O Comitê de Política Monetária (Copom) do Banco Central decidiu, nesta quarta-feira (19), elevar a taxa Selic de 13,25% para 14,25% ao ano. A decisão foi unânime e levou os juros ao maior patamar desde 2016, durante a crise econômica que marcou o governo da ex-presidente Dilma Rousseff.

A Selic é a taxa básica de juros da economia e influencia o custo do crédito no país, impactando financiamentos e empréstimos. Com a nova alta, o crédito tende a ficar mais caro.
Em nota divulgada ao G1, o Banco Central indicou que poderá realizar um novo aumento na próxima reunião do Copom, marcada para os dias 6 e 7 de maio, mas de menor magnitude.
“Diante da continuidade do cenário adverso para a convergência da inflação, da elevada incerteza e das defasagens inerentes ao ciclo de aperto monetário em curso, o Comitê antevê, em se confirmando o cenário esperado, um ajuste de menor magnitude na próxima reunião”, diz o comunicado.

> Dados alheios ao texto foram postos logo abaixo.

//! # WebSocket Transport
//!
//! The seam between the connection driver and the network. The driver only
//! ever sees a [`Connector`] that dials and a [`Connection`] that yields text
//! frames; the production pair wraps `tokio-tungstenite`.
//!
//! ```text
//! ┌──────────────────┐  connect(url)   ┌──────────────┐
//! │ ConnectionManager│ ──────────────► │  Connector   │
//! │   (driver task)  │                 └──────┬───────┘
//! │                  │  next_frame()          │ Connection
//! │                  │ ◄───────────────────── ▼
//! │                  │  send_text / ping / close
//! └──────────────────┘
//! ```
//!
//! Control frames (ping/pong) and binary frames never reach the driver.
//! A close frame and the end of the stream both read as `None`.

use futures_util::{SinkExt, StreamExt};
use std::future::Future;
use tokio::net::TcpStream;
use tokio_tungstenite::tungstenite::Message as WsMessage;
use tokio_tungstenite::{connect_async, MaybeTlsStream, WebSocketStream};
use tracing::{debug, info, warn};

use crate::error::SyncResult;

// =============================================================================
// Transport Seam
// =============================================================================

/// Opens connections to the inventory feed.
pub trait Connector: Send + Sync + 'static {
    type Connection: Connection;

    /// Dials `url`. The driver bounds this with the connect timeout.
    fn connect(&self, url: &str) -> impl Future<Output = SyncResult<Self::Connection>> + Send;
}

/// One open feed connection.
pub trait Connection: Send + 'static {
    /// Sends one text frame.
    fn send_text(&mut self, text: String) -> impl Future<Output = SyncResult<()>> + Send;

    /// Waits for the next text frame. `None` once the connection is closed.
    ///
    /// Must be cancel-safe: the driver drops this future whenever another
    /// event wins the race.
    fn next_frame(&mut self) -> impl Future<Output = Option<SyncResult<String>>> + Send;

    /// Sends a keepalive ping.
    fn ping(&mut self) -> impl Future<Output = SyncResult<()>> + Send;

    /// Closes the connection. Errors are ignored.
    fn close(&mut self) -> impl Future<Output = ()> + Send;
}

// =============================================================================
// tokio-tungstenite Implementation
// =============================================================================

/// Production connector over `tokio-tungstenite` (ws:// and wss://).
#[derive(Debug, Clone, Copy, Default)]
pub struct WsConnector;

impl Connector for WsConnector {
    type Connection = WsConnection;

    async fn connect(&self, url: &str) -> SyncResult<WsConnection> {
        let (stream, response) = connect_async(url).await?;
        debug!(status = ?response.status(), "WebSocket handshake complete");
        Ok(WsConnection { stream })
    }
}

/// An open WebSocket.
pub struct WsConnection {
    stream: WebSocketStream<MaybeTlsStream<TcpStream>>,
}

impl Connection for WsConnection {
    async fn send_text(&mut self, text: String) -> SyncResult<()> {
        self.stream.send(WsMessage::Text(text.into())).await?;
        Ok(())
    }

    async fn next_frame(&mut self) -> Option<SyncResult<String>> {
        loop {
            match self.stream.next().await? {
                Ok(WsMessage::Text(text)) => return Some(Ok(text.as_str().to_owned())),
                Ok(WsMessage::Close(frame)) => {
                    info!(?frame, "Received close frame");
                    return None;
                }
                Ok(WsMessage::Ping(_)) => {
                    // tungstenite queues the pong itself
                    debug!("Received ping");
                }
                Ok(WsMessage::Pong(_)) => {
                    debug!("Received pong");
                }
                Ok(WsMessage::Binary(_)) => {
                    warn!("Received unexpected binary message");
                }
                Ok(WsMessage::Frame(_)) => {
                    // Raw frame, ignore
                }
                Err(e) => return Some(Err(e.into())),
            }
        }
    }

    async fn ping(&mut self) -> SyncResult<()> {
        self.stream.send(WsMessage::Ping(Vec::new().into())).await?;
        debug!("Sent ping");
        Ok(())
    }

    async fn close(&mut self) {
        if let Err(e) = self.stream.close(None).await {
            debug!(error = %e, "Error while closing WebSocket");
        }
    }
}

A decisão de elevar a Selic ocorre em um contexto de inflação persistente e crescimento econômico. Em 2024, o Produto Interno Bruto (PIB) do Brasil cresceu 3,4%, o que tem mantido a atividade econômica aquecida.
O Banco Central justificou a alta dos juros citando fatores como:
Nível de atividade econômica elevado
Mercado de trabalho aquecido
Aumento dos gastos públicos
Pressões externas sobre o dólar
O sistema de metas de inflação do Banco Central prevê um objetivo de 3% ao ano. Quando as projeções superam esse índice, o BC tende a manter ou aumentar os juros para conter a alta dos preços.
O ministro da Fazenda, Fernando Haddad, afirmou que não comentará a decisão antes da publicação da ata da reunião do Copom. No entanto, ele destacou que o aumento já era esperado.
“Esse aumento, na verdade, teve um guidance no final do ano passado. Isso que aconteceu. Teve um guidance, o presidente do Banco Central disse em entrevista coletiva que o guidance seria observado”, declarou Haddad.